Als Erwin das Kanapee am 30. Oktober 1981 eröffnete, war er 37 Jahre alt und hatte eine Karriere und einen „Traumjob“ als Bezirksleiter bei Bertelsmann hinter sich gelassen, denn er wollte raus und was anderes machen: „Mir war klar, dass ich mich dort auf Dauer hätte verbiegen lassen müssen.“ Der Mann mit dem Schnurrbart hatte andere Vorstellungen vom Leben. „Jeder Mensch hat einen Traum, und ich hatte schon seit 15 Jahren die Idee einer Tee- und Weinstube mit Konzertflügel und Büchern, aber ohne Fassbier und Tresen, im Hinterkopf.“ In den nächsten Jahren wurde das Kanapee Erwins öffentliches Wohnzimmer, in dem die Salonkultur des 18. Jahrhunderts wieder aufblühen konnte – eine intime Begegnungsstätte für Künstler, Musiker, Schriftsteller und Bildungsbürger, die klassische Musik und Literatur lieben – einmalig in Hannover. Im Kanapee übernahm Erwin täglich die Rolle des Impresarios, des künstlerischen Leiters, der leichtfüßig durch den Abend oder Nachmittag führt und zwischen den Gästen vermittelt. Da der 64-Jährige hinter den Kulissen aber ebenso seiner Arbeit als Gastronom und Buchhalter nachgehen musste, war die 70-Stunden-Woche für ihn Programm. Gejammert habe er aber nie, meint der gelernte Postbeamte, die Bestätigung der Gäste sei sein Lohn gewesen.

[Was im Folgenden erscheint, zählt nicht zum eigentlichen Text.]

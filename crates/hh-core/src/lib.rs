//! Core types for Hollowhold: live objects, containers, and locations.
//!
//! This crate defines the runtime object model that definition records are
//! resolved into. It knows nothing about where records come from; the
//! `hh-factory` crate loads them from disk and dispatches to the resolvers
//! in [`resolve`].

/// Containment rules: capacity, weight, and size checks plus nested search.
pub mod container;
/// Error types used throughout the crate.
pub mod error;
/// Type-specific object state (doors, armour, weapons, characters, food).
pub mod kinds;
/// Locations, exits, and directions.
pub mod location;
/// Live objects and their identifiers.
pub mod object;
/// Data-authored object records as they appear in definition files.
pub mod record;
/// Resolvers that turn records into live objects.
pub mod resolve;
/// Conversion of magnitude strings ("10cm", "2kg") into canonical units.
pub mod units;

/// Re-export containment types.
pub use container::{Capacity, ConstraintViolation, Container, Found, MoveError, Rejected};
/// Re-export error types.
pub use error::{CoreError, CoreResult};
/// Re-export type-specific state.
pub use kinds::{Armour, Attack, AttackRoll, Character, Door, Food, Weapon};
/// Re-export location types.
pub use location::{Direction, Exit, Location};
/// Re-export live object types.
pub use object::{Dimensions, InstanceId, LiveObject, ObjectClass, ObjectKind};
/// Re-export record types.
pub use record::ObjectRecord;
use std::any::Any;

use chrono::{DateTime, Utc};
use hh_core::{InstanceId, Location};
use rand::rngs::StdRng;
use tracing::debug;

use crate::context::{Narration, SimContext};
use crate::error::SimResult;
use crate::event::SimEventKind;
use crate::system::System;

/// Runs every character's update once per tick: prune opponents that are
/// gone, then attack if the cooldown allows it.
#[derive(Debug, Default)]
pub struct CombatSystem;

impl CombatSystem {
    /// A combat system.
    pub fn new() -> Self {
        Self
    }
}

impl System for CombatSystem {
    fn name(&self) -> &str {
        "combat"
    }

    fn tick(&mut self, ctx: &mut SimContext<'_>) -> SimResult<()> {
        let emitted = ctx.update_locations(update_location);
        if emitted > 0 {
            debug!(tick = ctx.tick(), events = emitted, "combat round");
        }
        Ok(())
    }

    fn as_any(&self) -> &dyn Any {
        self
    }

    fn as_any_mut(&mut self) -> &mut dyn Any {
        self
    }
}

/// Update every object in `location` once.
///
/// The set of objects to update is taken before anything runs, so an object
/// that is moved in or out of the location by another object's update does
/// not change who acts this tick. Objects that have vanished by the time
/// their turn comes are skipped.
pub fn update_location(
    location: &mut Location,
    now: DateTime<Utc>,
    rng: &mut StdRng,
) -> Narration {
    let mut narration = Vec::new();
    for instance in location.root.descendants() {
        update_character(location, instance, now, rng, &mut narration);
    }
    narration
}

fn update_character(
    location: &mut Location,
    instance: InstanceId,
    now: DateTime<Utc>,
    rng: &mut StdRng,
    narration: &mut Narration,
) {
    let opponents = match location.root.get_instance(instance) {
        Some(object) => match object.as_character() {
            Some(character) if !character.is_dead() => character.fighting.clone(),
            _ => return,
        },
        None => return,
    };

    let gone: Vec<InstanceId> = opponents
        .into_iter()
        .filter(|opponent| {
            !location
                .root
                .get_instance(*opponent)
                .is_some_and(|o| o.as_character().is_some_and(|c| !c.is_dead()))
        })
        .collect();

    let Some(attacker) = location.root.get_instance_mut(instance) else {
        return;
    };
    let attacker_name = attacker.name.clone();
    let Some(character) = attacker.as_character_mut() else {
        return;
    };
    for opponent in &gone {
        character.disengage(*opponent);
    }
    let roll = character.fight(now, rng);

    for opponent in gone {
        narration.push((
            SimEventKind::Disengaged {
                character: instance,
                opponent,
            },
            format!("{attacker_name} stops fighting."),
        ));
    }

    let Some(roll) = roll else {
        return;
    };
    let Some(target) = location.root.get_instance_mut(roll.target) else {
        return;
    };
    let target_name = target.name.clone();

    if !roll.hit {
        narration.push((
            SimEventKind::AttackMissed {
                attacker: instance,
                target: roll.target,
                attack: roll.attack.clone(),
            },
            format!(
                "{attacker_name} tries to {} {target_name} but misses.",
                roll.attack
            ),
        ));
        return;
    }

    let dealt = target
        .as_character_mut()
        .map_or(0, |defender| defender.take_damage(roll.damage));
    let mut line = format!(
        "{attacker_name} uses {} on {target_name} for {dealt} damage.",
        roll.attack
    );
    if target.is_dead_character() {
        line.push_str(&format!(" {target_name} falls."));
    }
    narration.push((
        SimEventKind::AttackHit {
            attacker: instance,
            target: roll.target,
            attack: roll.attack,
            damage: dealt,
        },
        line,
    ));
}

#[cfg(test)]
mod tests {
    use super::*;
    use chrono::{TimeDelta, TimeZone};
    use hh_core::{Armour, Attack, Character, LiveObject, ObjectKind};
    use rand::SeedableRng;

    fn t(secs: i64) -> DateTime<Utc> {
        Utc.timestamp_opt(1_700_000_000 + secs, 0).unwrap()
    }

    fn fighter(name: &str, dexterity: u8, interval: i64) -> LiveObject {
        LiveObject::new(name, name).with_kind(ObjectKind::Character(Character {
            hp: 30,
            max_hp: 30,
            dexterity,
            attacks: vec![Attack::new("punch", 10, 20)],
            attack_interval: TimeDelta::seconds(interval),
            ..Default::default()
        }))
    }

    fn arena(a: LiveObject, b: LiveObject) -> (Location, InstanceId, InstanceId) {
        let (ia, ib) = (a.instance, b.instance);
        let mut location = Location::new("arena", "Arena");
        location.drop_all(vec![a, b]);
        (location, ia, ib)
    }

    fn hp(location: &Location, instance: InstanceId) -> i32 {
        location
            .root
            .get_instance(instance)
            .and_then(LiveObject::as_character)
            .map(|c| c.hp)
            .unwrap()
    }

    fn engage(location: &mut Location, attacker: InstanceId, target: InstanceId) {
        location
            .root
            .get_instance_mut(attacker)
            .and_then(LiveObject::as_character_mut)
            .unwrap()
            .add_fight_opponent(target);
    }

    #[test]
    fn attack_then_cooldown() {
        let mut rng = StdRng::seed_from_u64(5);
        let (mut arena, a, b) = arena(fighter("a", 100, 5), fighter("b", 100, 5));
        engage(&mut arena, a, b);

        let events = update_location(&mut arena, t(0), &mut rng);
        assert_eq!(events.len(), 1);
        let SimEventKind::AttackHit { damage, .. } = &events[0].0 else {
            panic!("expected a hit, got {:?}", events[0]);
        };
        assert!((10..=20).contains(damage));
        assert_eq!(hp(&arena, b), 30 - damage);

        let events = update_location(&mut arena, t(1), &mut rng);
        assert!(events.is_empty());
        assert_eq!(hp(&arena, b), 30 - damage);
    }

    #[test]
    fn misses_are_narrated_without_damage() {
        let mut rng = StdRng::seed_from_u64(5);
        let (mut arena, a, b) = arena(fighter("a", 0, 1), fighter("b", 0, 1));
        engage(&mut arena, a, b);

        let events = update_location(&mut arena, t(0), &mut rng);
        assert!(matches!(events[0].0, SimEventKind::AttackMissed { .. }));
        assert!(events[0].1.contains("misses"));
        assert_eq!(hp(&arena, b), 30);
    }

    #[test]
    fn armour_on_the_defender_reduces_damage() {
        let mut rng = StdRng::seed_from_u64(9);
        let mut attacker = fighter("a", 100, 5);
        if let ObjectKind::Character(c) = &mut attacker.kind {
            c.attacks = vec![Attack::new("smash", 10, 10)];
        }
        let mut defender = fighter("b", 100, 5);
        defender
            .add(LiveObject::new("shield", "shield").with_kind(ObjectKind::Armour(Armour {
                reduction: 0.5,
                hp: 100,
                max_hp: 100,
            })))
            .unwrap();
        let (mut arena, a, b) = arena(attacker, defender);
        engage(&mut arena, a, b);

        update_location(&mut arena, t(0), &mut rng);
        assert_eq!(hp(&arena, b), 25);
    }

    #[test]
    fn absent_opponents_are_disengaged() {
        let mut rng = StdRng::seed_from_u64(1);
        let (mut arena, a, b) = arena(fighter("a", 100, 1), fighter("b", 100, 1));
        engage(&mut arena, a, b);
        arena.root.remove(b).unwrap();

        let events = update_location(&mut arena, t(0), &mut rng);
        assert_eq!(
            events[0].0,
            SimEventKind::Disengaged {
                character: a,
                opponent: b
            }
        );
        let character = arena.root.get_instance(a).and_then(LiveObject::as_character).unwrap();
        assert!(!character.is_fighting());
        assert!(character.next_attack.is_none());
    }

    #[test]
    fn objects_are_updated_as_of_the_tick_start() {
        let mut rng = StdRng::seed_from_u64(3);
        let (mut arena, a, b) = arena(fighter("a", 100, 1), fighter("b", 100, 1));
        engage(&mut arena, a, b);
        engage(&mut arena, b, a);
        // One hit from either side is enough to kill.
        for id in [a, b] {
            arena
                .root
                .get_instance_mut(id)
                .and_then(LiveObject::as_character_mut)
                .unwrap()
                .hp = 1;
        }

        let events = update_location(&mut arena, t(0), &mut rng);
        // `a` acts first and kills `b`, who does not get to strike back.
        assert_eq!(events.len(), 1);
        assert!(events[0].1.ends_with("falls."));
        assert!(hp(&arena, b) <= 0);
        assert_eq!(hp(&arena, a), 1);
    }
}
use pbkdf2::pbkdf2_hmac;
use sha2::Sha512;

const ROUNDS: u32 = 10_000;
const KEY_LEN: usize = 32;

const MIN_LENGTH: usize = 8;
const MAX_LENGTH: usize = 16;
const ALLOWED_SYMBOLS: &str = "@$!%*?&";

/// Derive the stored credential from a plaintext password.
///
/// PBKDF2-HMAC-SHA512 with the process secret as salt material and fixed
/// parameters, so the same password always yields the same hex string and
/// login can compare stored against derived byte-for-byte.
pub fn hash_password(plain: &str, secret: &str) -> String {
    let mut key = [0u8; KEY_LEN];
    pbkdf2_hmac::<Sha512>(plain.as_bytes(), secret.as_bytes(), ROUNDS, &mut key);
    hex::encode(key)
}

/// Check the password complexity policy before hashing, reporting every
/// violation at once: 8-16 characters, at least one lowercase, one
/// uppercase, one digit and one of `@$!%*?&`, nothing outside that set.
pub fn validate_complexity(plain: &str) -> Result<(), Vec<String>> {
    let mut violations = Vec::new();

    let length = plain.chars().count();
    if !(MIN_LENGTH..=MAX_LENGTH).contains(&length) {
        violations.push(format!(
            "Password must be between {MIN_LENGTH} and {MAX_LENGTH} characters!"
        ));
    }
    if !plain.chars().any(|c| c.is_ascii_lowercase()) {
        violations.push("Password must contain at least one lowercase letter!".into());
    }
    if !plain.chars().any(|c| c.is_ascii_uppercase()) {
        violations.push("Password must contain at least one uppercase letter!".into());
    }
    if !plain.chars().any(|c| c.is_ascii_digit()) {
        violations.push("Password must contain at least one digit!".into());
    }
    if !plain.chars().any(|c| ALLOWED_SYMBOLS.contains(c)) {
        violations.push(format!(
            "Password must contain at least one special character from {ALLOWED_SYMBOLS}!"
        ));
    }
    if plain
        .chars()
        .any(|c| !c.is_ascii_alphanumeric() && !ALLOWED_SYMBOLS.contains(c))
    {
        violations.push(format!(
            "Password may only contain letters, digits and {ALLOWED_SYMBOLS}!"
        ));
    }

    if violations.is_empty() {
        Ok(())
    } else {
        Err(violations)
    }
}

„Die Quintessenz meiner Arbeit lag darin, Kultur, Kunst und Kommunikation miteinander zu verbinden und Beziehungsgeflechte aufzubauen.“ Musikalische und sonstige Ehen seien im Kanapee geschlossen worden, erklärt Erwin, der jederzeit Grenzen aufbrechen wollte. Beispiel für dieses Prinzip war die sogenannte „Künstlerkasse“, mit der der eloquente Gastwirt für eine ausgewogene „kulturelle Grundversorgung“ sorgen wollte, die für jeden erschwinglich bleibt. Statt also Eintrittsgelder einzufordern, ging er nach jedem Konzert mit dem Spenden-Hut durch die Menge. „Aus betriebswirtschaftlicher Sicht habe ich alles falsch gemacht“, findet Erwin, der im Laufe der Jahre tatsächlich mit zwei finanziellen Krisen zu kämpfen hatte, die fast zum Aus des Kanapees geführt hätten. Doch weil es dem Kulturbotschafter eben trotzdem gelungen ist, weiterzumachen, durften die Gäste musikalische Darbietungen aus den Bereichen Klassik, Klezmer, Folklore und Chanson genießen oder konnten spannende Kabarett- und Literatur-Events mit Friedhelm Kändler und vielen anderen erleben. Im Kanapee wurden Talente entdeckt und gefördert, weshalb Erwin keinen einzelnen Höhepunkt der Darbietung hervorheben möchte. Jetzt ist der Vorhang gefallen, und der gebürtige Süddeutsche möchte zunächst auch räumlich Abstand von seiner Wein- und Konzertstube gewinnen. Als „stiller Berater“ bleibe er dem Haus weiterhin erhalten, aber seine derzeitige Aufgabe ist die des hauptamtlichen Geschäftsführers des Freundeskreis Hannover. In dieser Position sei er ein „Kulturwahrnehmer“, meint Erwin, der mit dem Gedanken spielt, ein Buch zu verfassen. Arbeitstitel: „Von Menschen und Musikern – Geschichten aus dem Kanapee“.